In the end I made some semi-Indian-spiced stuff. It’s post-Thanksgiving 2013, pseudo-Thanksgiving. Pics are a bit dark but we were going for atmosphere. A nice spread and some white wine, loads of candles, great company. And rodentia!

The weird mix served for my non-traditional little Thanksgiving:

Tandoori-ish chicken & roasted Bombay potatoes.

Tandoori-ish chicken & roasted Bombay potatoes.

And yes, that is a lemon shoved up the chicken’s backside (see recipe at the end of post).

Sweet potato casserole and a nice bowl of pumpkin soup

Sweet potato casserole and a nice bowl of pumpkin soup

You too can make sweet potato casserole.

A bowl of amazingness

A bowl of amazingness

Pumpkin curry soup recipe. Try it; you will like it.

Star of the show: puking squirrel, ready for his close-up

Star of the show: puking squirrel, ready for his close-up

Recipe – roasted chicken and potatoes

Roasted chicken – inspired by and adapted from Jamie Oliver

Get a two- to three-pound chicken.
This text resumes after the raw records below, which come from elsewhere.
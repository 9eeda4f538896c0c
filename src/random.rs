//! 安全随机数生成模块
//!
//! 提供密码学安全的随机数生成功能，用于生成 PIN 盐值、token 序列号后缀、
//! challenge 事务 ID 等数据。

use rand::{Rng, TryRngCore, rngs::OsRng};

use crate::error::{CryptoError, Error, Result};

/// 生成指定长度的随机字节数组
///
/// 使用操作系统提供的密码学安全随机数生成器 (CSPRNG)
///
/// # Example
///
/// ```rust
/// use tokenrs::random::generate_random_bytes;
///
/// let bytes = generate_random_bytes(32).unwrap();
/// assert_eq!(bytes.len(), 32);
/// ```
pub fn generate_random_bytes(length: usize) -> Result<Vec<u8>> {
    let mut bytes = vec![0u8; length];
    OsRng
        .try_fill_bytes(&mut bytes)
        .map_err(|e| Error::Crypto(CryptoError::RngFailed(format!("{:?}", e))))?;
    Ok(bytes)
}

/// 生成指定长度的十六进制随机字符串
///
/// # Arguments
///
/// * `byte_length` - 要生成的字节数（最终字符串长度为字节数的两倍）
///
/// # Example
///
/// ```rust
/// use tokenrs::random::generate_random_hex;
///
/// let hex = generate_random_hex(16).unwrap();
/// assert_eq!(hex.len(), 32); // 16 bytes = 32 hex chars
/// ```
pub fn generate_random_hex(byte_length: usize) -> Result<String> {
    let bytes = generate_random_bytes(byte_length)?;
    Ok(hex_encode(&bytes))
}

/// 生成指定字符数的大写十六进制随机字符串
///
/// 用于序列号的随机后缀，长度可以是奇数
pub fn generate_random_hex_chars(length: usize) -> Result<String> {
    let mut hex = generate_random_hex(length.div_ceil(2))?;
    hex.truncate(length);
    Ok(hex.to_uppercase())
}

/// 生成指定长度的纯数字随机字符串
///
/// 首位不为 0，便于作为数字型事务 ID 使用
///
/// # Example
///
/// ```rust
/// use tokenrs::random::generate_random_digits;
///
/// let id = generate_random_digits(20);
/// assert_eq!(id.len(), 20);
/// assert!(!id.starts_with('0'));
/// ```
pub fn generate_random_digits(length: usize) -> String {
    let mut rng = rand::rng();
    (0..length)
        .map(|i| {
            let digit = if i == 0 {
                rng.random_range(1..10u8)
            } else {
                rng.random_range(0..10u8)
            };
            char::from(b'0' + digit)
        })
        .collect()
}

// ============================================================================
// 辅助函数
// ============================================================================

/// 将字节数组编码为十六进制字符串
pub(crate) fn hex_encode(bytes: &[u8]) -> String {
    bytes.iter().map(|b| format!("{:02x}", b)).collect()
}

/// 常量时间比较两个字节切片
///
/// 用于防止时序攻击
///
/// # Example
///
/// ```rust
/// use tokenrs::random::constant_time_compare;
///
/// assert!(constant_time_compare(b"755224", b"755224"));
/// assert!(!constant_time_compare(b"755224", b"287082"));
/// ```
pub fn constant_time_compare(a: &[u8], b: &[u8]) -> bool {
    use subtle::ConstantTimeEq;
    a.ct_eq(b).into()
}

/// 常量时间比较两个字符串
pub fn constant_time_compare_str(a: &str, b: &str) -> bool {
    constant_time_compare(a.as_bytes(), b.as_bytes())
}
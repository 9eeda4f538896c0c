//! Challenge 注册表
//!
//! 保存已触发但尚未应答的 challenge。同一个 token 同时最多有一个未完成的
//! challenge，新的 challenge 会替换旧的。

use chrono::{DateTime, Duration, Utc};
use serde::{Deserialize, Serialize};
use std::collections::HashMap;
use std::sync::RwLock;

use crate::error::{Error, Result, StorageError};
use crate::random::generate_random_digits;

/// 事务 ID 的长度
pub const TRANSACTION_ID_LENGTH: usize = 20;

/// 一个未完成的 challenge
#[derive(Debug, Clone, PartialEq, Eq, Serialize, Deserialize)]
pub struct Challenge {
    /// 事务 ID
    pub transaction_id: String,
    /// token 序列号
    pub serial: String,
    /// 创建时间
    pub created_at: DateTime<Utc>,
    /// 过期时间
    pub expires_at: DateTime<Utc>,
}

impl Challenge {
    /// 是否已过期
    pub fn is_expired(&self, now: DateTime<Utc>) -> bool {
        now > self.expires_at
    }
}

/// Challenge 注册表
#[derive(Debug)]
pub struct ChallengeRegistry {
    validity: Duration,
    challenges: RwLock<HashMap<String, Challenge>>,
}

fn lock_poisoned<T>(_: T) -> Error {
    Error::Storage(StorageError::OperationFailed("lock poisoned".into()))
}

impl ChallengeRegistry {
    /// 创建注册表，`validity` 为 challenge 有效期
    pub fn new(validity: Duration) -> Self {
        Self {
            validity,
            challenges: RwLock::new(HashMap::new()),
        }
    }

    /// 为 token 创建 challenge，替换该 token 已有的 challenge
    pub fn create(&self, serial: &str, now: DateTime<Utc>) -> Result<Challenge> {
        let expires_at = now.checked_add_signed(self.validity).ok_or_else(|| {
            Error::internal(format!("challenge validity {} is out of range", self.validity))
        })?;

        let mut challenges = self.challenges.write().map_err(lock_poisoned)?;
        challenges.retain(|_, c| c.serial != serial);

        let mut transaction_id = generate_random_digits(TRANSACTION_ID_LENGTH);
        while challenges.contains_key(&transaction_id) {
            transaction_id = generate_random_digits(TRANSACTION_ID_LENGTH);
        }

        let challenge = Challenge {
            transaction_id: transaction_id.clone(),
            serial: serial.to_string(),
            created_at: now,
            expires_at,
        };
        challenges.insert(transaction_id, challenge.clone());
        Ok(challenge)
    }

    /// 按事务 ID 获取
    pub fn get(&self, transaction_id: &str) -> Result<Option<Challenge>> {
        let challenges = self.challenges.read().map_err(lock_poisoned)?;
        Ok(challenges.get(transaction_id).cloned())
    }

    /// 获取 token 的未完成 challenge
    pub fn for_serial(&self, serial: &str) -> Result<Option<Challenge>> {
        let challenges = self.challenges.read().map_err(lock_poisoned)?;
        Ok(challenges.values().find(|c| c.serial == serial).cloned())
    }

    /// 按事务 ID 删除
    pub fn remove(&self, transaction_id: &str) -> Result<Option<Challenge>> {
        let mut challenges = self.challenges.write().map_err(lock_poisoned)?;
        Ok(challenges.remove(transaction_id))
    }

    /// 删除 token 的所有 challenge
    pub fn remove_for_serial(&self, serial: &str) -> Result<usize> {
        let mut challenges = self.challenges.write().map_err(lock_poisoned)?;
        let before = challenges.len();
        challenges.retain(|_, c| c.serial != serial);
        Ok(before - challenges.len())
    }

    /// 清理过期的 challenge，返回清理数量
    pub fn cleanup_expired(&self, now: DateTime<Utc>) -> Result<usize> {
        let mut challenges = self.challenges.write().map_err(lock_poisoned)?;
        let before = challenges.len();
        challenges.retain(|_, c| !c.is_expired(now));
        Ok(before - challenges.len())
    }

    /// 未完成的 challenge 数量
    pub fn len(&self) -> Result<usize> {
        Ok(self.challenges.read().map_err(lock_poisoned)?.len())
    }

    /// 是否没有未完成的 challenge
    pub fn is_empty(&self) -> Result<bool> {
        Ok(self.len()? == 0)
    }
}

impl Default for ChallengeRegistry {
    fn default() -> Self {
        Self::new(Duration::seconds(120))
    }
}
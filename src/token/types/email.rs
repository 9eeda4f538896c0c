//! Email token 类型
//!
//! 提交 PIN 时触发 challenge，OTP 值通过外部渠道发送给用户，
//! 随后的应答按 HOTP 规则校验。发送本身不在引擎内完成。

use chrono::{DateTime, Utc};

use super::hotp::find_counter;
use super::{Capabilities, TokenBehavior};
use crate::error::Result;
use crate::token::Token;

/// Email token
#[derive(Debug, Clone, Copy, Default)]
pub struct EmailToken;

impl TokenBehavior for EmailToken {
    fn type_name(&self) -> &'static str {
        "email"
    }

    fn serial_prefix(&self) -> &'static str {
        "PIEM"
    }

    fn capabilities(&self) -> Capabilities {
        Capabilities {
            challenge: true,
            counter: true,
            time: false,
        }
    }

    fn check_otp(&self, token: &Token, otp: &str, _now: DateTime<Utc>) -> Result<Option<u64>> {
        find_counter(token, otp, token.otp_counter, token.counter_window)
    }

    fn is_challenge_request(&self, _token: &Token, pin_matched: bool) -> bool {
        pin_matched
    }
}

#[cfg(test)]
mod tests {
    use super::*;

    #[test]
    fn test_pin_triggers_challenge() {
        let token = Token::new("PIEM0001", "email");
        assert!(EmailToken.is_challenge_request(&token, true));
        assert!(!EmailToken.is_challenge_request(&token, false));
    }

    #[test]
    fn test_answer_is_hotp() {
        let token = Token::new("PIEM0001", "email").with_otp_key(b"12345678901234567890");
        assert_eq!(EmailToken.check_otp(&token, "287082", Utc::now()).unwrap(), Some(1));
    }
}
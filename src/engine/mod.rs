//! 认证引擎
//!
//! 给定用户（或 token 序列号）和提交的凭据，判定凭据属于哪个 token、是否有效、
//! 是否需要 challenge-response，并写入对应的计数器变更。
//!
//! ## 流程
//!
//! ```text
//! authenticate
//!   -> TokenResolver           查找候选 token
//!   -> AutoAssigner            没有候选且策略允许时
//!   -> MultiTokenMatcher       逐个 TokenVerifier 分类
//!   -> ChallengeRegistry       恰好一个 token 请求 challenge 时
//!   -> OutcomeResolver         得出结论
//!   -> TokenStore::apply       一个原子批次
//!   -> AuditLogger             一条审计事件
//! ```
//!
//! ## 示例
//!
//! ```rust
//! use std::sync::Arc;
//! use tokenrs::config::EngineConfig;
//! use tokenrs::directory::UserRef;
//! use tokenrs::engine::{AuthOptions, AuthResult, AuthenticationService};
//! use tokenrs::store::{InMemoryTokenStore, TokenStore};
//! use tokenrs::token::{Token, TokenTypeRegistry};
//!
//! let store = Arc::new(InMemoryTokenStore::new());
//! store
//!     .insert(
//!         Token::new("OATH0001", "hotp")
//!             .with_owner("alice", "corp")
//!             .with_otp_key(b"12345678901234567890")
//!             .with_pin("1234")
//!             .unwrap(),
//!     )
//!     .unwrap();
//!
//! let service = AuthenticationService::new(
//!     store.clone(),
//!     Arc::new(TokenTypeRegistry::with_defaults()),
//!     EngineConfig::default(),
//! )
//! .unwrap();
//!
//! let alice = UserRef::new("alice", "corp", "default");
//! let result = service
//!     .authenticate(Some(&alice), None, "1234755224", &AuthOptions::default())
//!     .unwrap();
//! assert_eq!(result, AuthResult::Success { serial: "OATH0001".into() });
//!
//! // 同一个 OTP 值不能再次使用
//! let replay = service
//!     .authenticate(Some(&alice), None, "1234755224", &AuthOptions::default())
//!     .unwrap();
//! assert_eq!(replay, AuthResult::Failure);
//! ```

pub mod autoassign;
pub mod challenge;
pub mod lookup;
pub mod matcher;
pub mod resolver;
pub mod verifier;

pub use autoassign::AutoAssigner;
pub use challenge::{Challenge, ChallengeRegistry};
pub use lookup::TokenResolver;
pub use matcher::{AuditEntry, MatchResult, MultiTokenMatcher, RejectReason};
pub use resolver::{AuditSummary, OutcomeResolver, Resolution, Verdict, select_audit_entry};
pub use verifier::{TokenVerifier, VerificationOutcome, VerifyContext};

use chrono::{DateTime, Utc};
use std::sync::Arc;
use tracing::{info, warn};

use crate::audit::{AuditLogger, NoOpAuditLogger, SecurityEvent};
use crate::config::EngineConfig;
use crate::directory::{DirectoryAuthenticator, InMemoryDirectory, UserRef};
use crate::error::{AuthError, Error, Result};
use crate::policy::{PolicyProvider, StaticPolicy};
use crate::serial::SerialGenerator;
use crate::store::{CounterUpdate, TokenStore};
use crate::token::{Token, TokenTypeRegistry};

// ============================================================================
// 结果与选项
// ============================================================================

/// 认证结果
#[derive(Debug, Clone, PartialEq, Eq)]
pub enum AuthResult {
    /// 认证成功
    Success { serial: String },
    /// 认证失败
    Failure,
    /// 已触发 challenge，等待应答
    ChallengePending {
        transaction_id: String,
        serial: String,
    },
    /// 同一凭据匹配了多个有效 token
    AmbiguousMatch { serials: Vec<String> },
    /// 多个 token 同时请求 challenge
    MultipleChallenges { serials: Vec<String> },
}

impl AuthResult {
    /// 是否成功
    pub fn is_success(&self) -> bool {
        matches!(self, AuthResult::Success { .. })
    }
}

/// 带审计信息的认证结果
#[derive(Debug, Clone, PartialEq, Eq)]
pub struct AuthReport {
    /// 认证结果
    pub result: AuthResult,
    /// 选出的审计记录
    pub audit: Option<AuditSummary>,
    /// 说明
    pub message: String,
}

impl AuthReport {
    fn new(result: AuthResult, audit: Option<AuditSummary>, message: impl Into<String>) -> Self {
        Self {
            result,
            audit,
            message: message.into(),
        }
    }
}

/// 单次认证的选项
#[derive(Debug, Clone, Default, PartialEq, Eq)]
pub struct AuthOptions {
    /// 只考虑属于该 realm 的 token，同时用于策略查询
    pub realm: Option<String>,
    /// 只考虑这些类型
    pub enabled_types: Option<Vec<String>>,
    /// 当前时间，默认为调用时的时间
    pub now: Option<DateTime<Utc>>,
    /// 截止时间
    pub deadline: Option<DateTime<Utc>>,
    /// 应答的 challenge 事务 ID
    pub transaction_id: Option<String>,
}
Prepare it for marinating.

Mix up the marinade:

1 tablespoon crushed fresh garlic
1 tablespoon grated fresh ginger
1 tablespoon of canned tomato puree or 1-2 small tomatoes, finely chopped (which I had to do because I ran out of canned tomato – how in the hell is that possible? It’s one of those staples I always have on hand!)
1 teaspoon ground coriander
1 teaspoon turmeric
1 teaspoon garam masala
1 teaspoon ground cumin
2 teaspoons yogurt
Juice of 1 lemon
1 teaspoon salt

When you have mixed all the ingredients together well, rub them all over and inside the prepared chicken and put it all into a plastic bag to marinade in the fridge overnight.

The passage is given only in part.